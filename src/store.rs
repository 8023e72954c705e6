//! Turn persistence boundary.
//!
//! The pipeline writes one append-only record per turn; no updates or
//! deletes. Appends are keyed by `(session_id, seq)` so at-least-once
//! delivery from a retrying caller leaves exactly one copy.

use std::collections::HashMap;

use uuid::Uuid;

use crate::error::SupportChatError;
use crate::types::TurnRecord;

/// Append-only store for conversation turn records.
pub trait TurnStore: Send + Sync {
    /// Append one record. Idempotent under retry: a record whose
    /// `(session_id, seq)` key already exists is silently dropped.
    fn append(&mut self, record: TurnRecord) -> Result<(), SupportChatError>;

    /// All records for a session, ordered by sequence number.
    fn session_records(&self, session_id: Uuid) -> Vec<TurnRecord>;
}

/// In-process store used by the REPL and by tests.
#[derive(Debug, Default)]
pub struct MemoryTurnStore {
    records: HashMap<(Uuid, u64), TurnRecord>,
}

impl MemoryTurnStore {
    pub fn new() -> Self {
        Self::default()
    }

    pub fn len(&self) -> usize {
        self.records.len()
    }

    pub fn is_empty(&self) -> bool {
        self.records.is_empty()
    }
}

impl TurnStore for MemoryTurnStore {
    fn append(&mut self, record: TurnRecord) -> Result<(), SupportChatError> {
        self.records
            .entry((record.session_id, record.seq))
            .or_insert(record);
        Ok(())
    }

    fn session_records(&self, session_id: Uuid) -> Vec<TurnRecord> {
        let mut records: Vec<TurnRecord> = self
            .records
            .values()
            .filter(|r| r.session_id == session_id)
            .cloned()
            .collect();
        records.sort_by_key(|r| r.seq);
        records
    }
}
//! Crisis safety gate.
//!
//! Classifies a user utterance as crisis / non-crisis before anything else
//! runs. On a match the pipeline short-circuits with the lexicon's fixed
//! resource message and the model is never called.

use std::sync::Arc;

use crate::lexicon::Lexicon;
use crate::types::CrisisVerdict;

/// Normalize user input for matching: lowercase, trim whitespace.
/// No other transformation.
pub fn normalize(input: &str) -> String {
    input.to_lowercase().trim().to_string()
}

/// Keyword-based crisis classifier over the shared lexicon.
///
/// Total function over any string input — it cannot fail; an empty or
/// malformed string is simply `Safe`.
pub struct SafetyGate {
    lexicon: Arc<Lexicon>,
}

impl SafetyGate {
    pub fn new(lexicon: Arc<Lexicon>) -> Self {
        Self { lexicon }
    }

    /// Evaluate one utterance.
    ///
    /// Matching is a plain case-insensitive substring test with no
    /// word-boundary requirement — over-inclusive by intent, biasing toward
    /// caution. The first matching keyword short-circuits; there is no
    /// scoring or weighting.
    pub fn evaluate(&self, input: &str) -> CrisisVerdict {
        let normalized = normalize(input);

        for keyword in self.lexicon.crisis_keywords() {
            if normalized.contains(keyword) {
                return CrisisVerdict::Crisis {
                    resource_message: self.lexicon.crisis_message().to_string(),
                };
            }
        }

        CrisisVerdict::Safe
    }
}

▶ [ASSIGNMENT]: Among the lines of the listing, count those holding the string "pipeline" and reply with the count only.

▶ [ANSWER SPACE]: 2